WP4 is developing theoretical models of invasion impacts on plant diversity. The first set of models incorporate niche pre-emption and are being tested against data from Cedar Creek experiments. These models show that predictions are more robust when niche pre-emption is considered, and niche pre-emption can both help and hinder invasion depending on the situation.

For WP5, a mechanistic model has been developed that predicts the establishment and abundance of invading plant species in a site, and can be used to predict impacts on community diversity (WP5.1). The model has been parameterised using grassland data from Cedar Creek Ecosystem Science Reserve in the USA, and initially tested against two grassland experiments that have run for up to 28 years. This work demonstrates that we can accurately predict community dynamics and that multiple mechanisms are involved in species coexistence, including competition, dispersal and nice differentiation. Two manuscripts have been drafted and conference presentations given.
ALIENIMPACTS will mark a step-change from current state-of-the-art research in invasion science and global change biology by combining empirical and theoretical approaches to focus on the processes underlying diversity impacts of plant invasion. The tight integration of targeted field experiments, global observations, development of fundamental theory and mechanistic modelling in ALIENIMPACTS offers a unique, powerful and innovative way to quantify, characterise and predict the impacts of alien invasions on plant community diversity.

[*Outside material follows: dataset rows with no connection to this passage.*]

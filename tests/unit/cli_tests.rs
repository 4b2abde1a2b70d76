//! Unit tests for `Action` CLI enum parsing.
//!
//! Covers the default action, parsing of all four lifecycle commands, and
//! rejection of anything outside the closed variant set.

use chatmux::action::Action;
use clap::ValueEnum as _;

#[test]
fn action_default_is_start() {
    let action = Action::default();
    assert_eq!(action, Action::Start, "omitted command must mean start");
}

#[test]
fn action_start_parsed_from_string() {
    let action = Action::from_str("start", false).expect("start is a valid action");
    assert_eq!(action, Action::Start);
}

#[test]
fn action_stop_parsed_from_string() {
    let action = Action::from_str("stop", false).expect("stop is a valid action");
    assert_eq!(action, Action::Stop);
}

#[test]
fn action_status_parsed_from_string() {
    let action = Action::from_str("status", false).expect("status is a valid action");
    assert_eq!(action, Action::Status);
}

#[test]
fn action_logs_parsed_from_string() {
    let action = Action::from_str("logs", false).expect("logs is a valid action");
    assert_eq!(action, Action::Logs);
}

#[test]
fn action_unrecognized_value_rejected() {
    let result = Action::from_str("restart", false);
    assert!(result.is_err(), "restart is outside the closed variant set");
}

#[test]
fn action_all_variants_have_possible_values() {
    for action in [Action::Start, Action::Stop, Action::Status, Action::Logs] {
        assert!(
            action.to_possible_value().is_some(),
            "action {action:?} must have a ValueEnum possible value"
        );
    }
}

#[test]
fn action_possible_value_names_are_lowercase_commands() {
    let names: Vec<String> = [Action::Start, Action::Stop, Action::Status, Action::Logs]
        .iter()
        .map(|a| {
            a.to_possible_value()
                .expect("has possible value")
                .get_name()
                .to_owned()
        })
        .collect();
    assert_eq!(names, ["start", "stop", "status", "logs"]);
}

#[test]
fn action_is_copy() {
    let action = Action::Logs;
    let copy = action;
    assert_eq!(action, copy);
}
#![forbid(unsafe_code)]

//! `chatmux` — lifecycle manager for a tmux-hosted chat daemon.
//!
//! Maps four commands (`start`, `stop`, `status`, `logs`) onto a named tmux
//! session that hosts the daemon process. The daemon itself is an opaque
//! collaborator; this binary only creates, kills, queries, and attaches to
//! the session wrapping it.

use std::path::PathBuf;

use clap::error::ErrorKind;
use clap::{Parser, ValueEnum};
use tracing_subscriber::{fmt, EnvFilter};

use chatmux::action::Action;
use chatmux::config::DaemonConfig;
use chatmux::host::TmuxHost;
use chatmux::manager::SessionManager;
use chatmux::{AppError, Result};

#[derive(Debug, Copy, Clone, Eq, PartialEq, ValueEnum)]
enum LogFormat {
    Text,
    Json,
}

#[derive(Debug, Parser)]
#[command(name = "chatmux", about = "Lifecycle manager for a tmux-hosted chat daemon", version, long_about = None)]
struct Cli {
    /// Lifecycle command to run.
    #[arg(value_enum, default_value_t = Action::Start)]
    command: Action,

    /// Path to the TOML configuration file (defaults apply when omitted).
    #[arg(long)]
    config: Option<PathBuf>,

    /// Log output format (text or json).
    #[arg(long, value_enum, default_value_t = LogFormat::Text)]
    log_format: LogFormat,
}

fn main() -> Result<()> {
    let args = parse_cli();
    init_tracing(args.log_format)?;

    let code = tokio::runtime::Builder::new_multi_thread()
        .enable_all()
        .build()
        .map_err(|err| AppError::Config(format!("failed to build tokio runtime: {err}")))?
        .block_on(run(args))?;

    if code != 0 {
        std::process::exit(code);
    }
    Ok(())
}

async fn run(args: Cli) -> Result<i32> {
    let config = match args.config {
        Some(path) => DaemonConfig::load_from_path(path)?,
        None => DaemonConfig::default(),
    };

    let manager = SessionManager::new(TmuxHost::new(&config.tmux_bin), &config);

    match args.command {
        Action::Start => {
            manager.start().await?;
            println!(
                "chat daemon started in session '{}'; follow it with `chatmux logs`",
                manager.session_name()
            );
            println!("shut it down with `chatmux stop`");
            Ok(0)
        }
        Action::Stop => {
            manager.stop().await;
            println!("chat daemon stopped");
            Ok(0)
        }
        Action::Status => {
            if manager.status().await? {
                println!("RUNNING");
            } else {
                println!("NOT running");
            }
            Ok(0)
        }
        Action::Logs => manager.logs().await,
    }
}

/// Parse the command line, keeping clap's stock `--help`/`--version`
/// behavior but reporting unrecognized commands as a usage line on stdout
/// with exit status 1.
fn parse_cli() -> Cli {
    match Cli::try_parse() {
        Ok(args) => args,
        Err(err) if matches!(err.kind(), ErrorKind::DisplayHelp | ErrorKind::DisplayVersion) => {
            err.exit()
        }
        Err(_) => {
            println!("usage: chatmux [start|stop|status|logs]");
            std::process::exit(1);
        }
    }
}

/// Logs go to stderr: stdout is reserved for the status lines callers parse.
fn init_tracing(log_format: LogFormat) -> Result<()> {
    let env_filter = EnvFilter::try_from_default_env().unwrap_or_else(|_| EnvFilter::new("warn"));
    let subscriber = fmt()
        .with_env_filter(env_filter)
        .with_writer(std::io::stderr);

    match log_format {
        LogFormat::Text => subscriber
            .try_init()
            .map_err(|err| AppError::Config(format!("failed to init tracing: {err}")))?,
        LogFormat::Json => subscriber
            .json()
            .try_init()
            .map_err(|err| AppError::Config(format!("failed to init tracing: {err}")))?,
    }

    Ok(())
}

ALIENIMPACTS will develop a modelling framework for predicting the impact of plant invasions on floristic diversity – applied to temperate grasslands in three continents, but adaptable to other systems. This predictive capacity – and associated identification of indicators of high risk high-impact invasions – will support biosecurity and natural resource management, guide conservation policies and practice, and inform trade, transport and production at local, regional and global scales. Extensions of ALIENIMPACTS would enable the efficacy of possible mitigation and management actions, and their trade-offs, to be evaluated.